//! Concurrent Query Demo
//!
//! This demo shows that a built index is shared read-only between threads:
//! - Many threads querying one index with std::thread::scope
//! - `Index::query_parallel` splitting a batch across threads
//! - Verifying every thread saw the same answers as a sequential run
//!
//! Run with: cargo run --example concurrent

use nnsearch::{build_composite, Checks, CompositeParams, Dataset, Result};
use rand::{Rng, SeedableRng};
use rand_chacha::ChaCha8Rng;
use std::sync::atomic::{AtomicUsize, Ordering};
use std::time::Instant;

const THREADS: usize = 8;
const QUERIES_PER_THREAD: usize = 250;

fn main() -> Result<()> {
    println!("=== nnsearch Concurrent Query Demo ===\n");

    let mut rng = ChaCha8Rng::seed_from_u64(11);
    let rows = 20_000;
    let dim = 12;
    let data = Dataset::new((0..rows * dim).map(|_| rng.gen::<f64>()).collect(), rows, dim)?;

    println!("1. Building a composite index over {} points...", rows);
    let index = build_composite(&data, CompositeParams { iterations: 5, ..Default::default() })?;
    println!("   ✓ {} KB\n", index.memory_bytes() / 1024);

    let ids: Vec<usize> = (0..THREADS * QUERIES_PER_THREAD).map(|i| (i * 7919) % rows).collect();
    let queries = data.select_rows(&ids)?;
    let sequential = index.query(&queries, 5, Checks::Limited(64))?;

    // 2. Scoped threads sharing &Index
    println!("2. {} threads x {} queries...", THREADS, QUERIES_PER_THREAD);
    let mismatches = AtomicUsize::new(0);
    let start = Instant::now();
    std::thread::scope(|s| {
        for t in 0..THREADS {
            let index = &index;
            let queries = &queries;
            let sequential = &sequential;
            let mismatches = &mismatches;
            s.spawn(move || {
                for r in t * QUERIES_PER_THREAD..(t + 1) * QUERIES_PER_THREAD {
                    let Ok(q) = queries.row(r) else { continue };
                    match index.knn(q, 5, Checks::Limited(64)) {
                        Ok(hits) => {
                            let ids: Vec<usize> = hits.iter().map(|h| h.index).collect();
                            if ids != sequential.indices_row(r) {
                                mismatches.fetch_add(1, Ordering::Relaxed);
                            }
                        }
                        Err(_) => {
                            mismatches.fetch_add(1, Ordering::Relaxed);
                        }
                    }
                }
            });
        }
    });
    println!(
        "   ✓ {:?}, {} mismatches\n",
        start.elapsed(),
        mismatches.load(Ordering::Relaxed)
    );

    // 3. Built-in batch splitting
    println!("3. query_parallel over {} threads...", THREADS);
    let start = Instant::now();
    let parallel = index.query_parallel(&queries, 5, Checks::Limited(64), THREADS)?;
    println!(
        "   ✓ {:?}, identical to sequential: {}",
        start.elapsed(),
        parallel == sequential
    );

    println!("\n=== Demo Complete ===");
    Ok(())
}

◆ BRIEF:
Reproduce the listing in full. Keep it exactly as written.

◆ SOLUTION:
//! Concurrent Query Demo
//!
//! This demo shows that a built index is shared read-only between threads:
//! - Many threads querying one index with std::thread::scope
//! - `Index::query_parallel` splitting a batch across threads
//! - Verifying every thread saw the same answers as a sequential run
//!
//! Run with: cargo run --example concurrent

use nnsearch::{build_composite, Checks, CompositeParams, Dataset, Result};
use rand::{Rng, SeedableRng};
use rand_chacha::ChaCha8Rng;
use std::sync::atomic::{AtomicUsize, Ordering};
use std::time::Instant;

const THREADS: usize = 8;
const QUERIES_PER_THREAD: usize = 250;

fn main() -> Result<()> {
    println!("=== nnsearch Concurrent Query Demo ===\n");

    let mut rng = ChaCha8Rng::seed_from_u64(11);
    let rows = 20_000;
    let dim = 12;
    let data = Dataset::new((0..rows * dim).map(|_| rng.gen::<f64>()).collect(), rows, dim)?;

    println!("1. Building a composite index over {} points...", rows);
    let index = build_composite(&data, CompositeParams { iterations: 5, ..Default::default() })?;
    println!("   ✓ {} KB\n", index.memory_bytes() / 1024);

    let ids: Vec<usize> = (0..THREADS * QUERIES_PER_THREAD).map(|i| (i * 7919) % rows).collect();
    let queries = data.select_rows(&ids)?;
    let sequential = index.query(&queries, 5, Checks::Limited(64))?;

    // 2. Scoped threads sharing &Index
    println!("2. {} threads x {} queries...", THREADS, QUERIES_PER_THREAD);
    let mismatches = AtomicUsize::new(0);
    let start = Instant::now();
    std::thread::scope(|s| {
        for t in 0..THREADS {
            let index = &index;
            let queries = &queries;
            let sequential = &sequential;
            let mismatches = &mismatches;
            s.spawn(move || {
                for r in t * QUERIES_PER_THREAD..(t + 1) * QUERIES_PER_THREAD {
                    let Ok(q) = queries.row(r) else { continue };
                    match index.knn(q, 5, Checks::Limited(64)) {
                        Ok(hits) => {
                            let ids: Vec<usize> = hits.iter().map(|h| h.index).collect();
                            if ids != sequential.indices_row(r) {
                                mismatches.fetch_add(1, Ordering::Relaxed);
                            }
                        }
                        Err(_) => {
                            mismatches.fetch_add(1, Ordering::Relaxed);
                        }
                    }
                }
            });
        }
    });
    println!(
        "   ✓ {:?}, {} mismatches\n",
        start.elapsed(),
        mismatches.load(Ordering::Relaxed)
    );

    // 3. Built-in batch splitting
    println!("3. query_parallel over {} threads...", THREADS);
    let start = Instant::now();
    let parallel = index.query_parallel(&queries, 5, Checks::Limited(64), THREADS)?;
    println!(
        "   ✓ {:?}, identical to sequential: {}",
        start.elapsed(),
        parallel == sequential
    );

    println!("\n=== Demo Complete ===");
    Ok(())
}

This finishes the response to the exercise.